> Supplied material

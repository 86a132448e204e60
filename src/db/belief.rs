use crate::{config::OrderValue, structures::formula::Formula};

/// A held formula together with the order of entrenchment at which it is held.
///
/// Orders are strictly positive for any belief in a base.
/// An order of zero means the formula is not held, and drives removal on [commit](crate::db::store::BeliefDB::commit).
#[derive(Clone, Debug, PartialEq)]
pub struct Belief {
    formula: Formula,
    order: OrderValue,
}

impl Belief {
    pub fn new(formula: Formula, order: OrderValue) -> Self {
        Belief { formula, order }
    }

    /// The formula held.
    pub fn formula(&self) -> &Formula {
        &self.formula
    }

    /// The order at which the formula is held.
    pub fn order(&self) -> OrderValue {
        self.order
    }

    pub(super) fn set_order(&mut self, order: OrderValue) {
        self.order = order;
    }
}

impl std::fmt::Display for Belief {
    fn fmt(&self, f: &mut std::fmt::Formatter<'_>) -> std::fmt::Result {
        write!(f, "Belief({}, order={})", self.formula, self.order)
    }
}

> Task instructions
Bring together every line in the entries that holds the string "held".

> Task result
/// A held formula together with the order of entrenchment at which it is held.
/// An order of zero means the formula is not held, and drives removal on [commit](crate::db::store::BeliefDB::commit).
    /// The formula held.
    /// The order at which the formula is held.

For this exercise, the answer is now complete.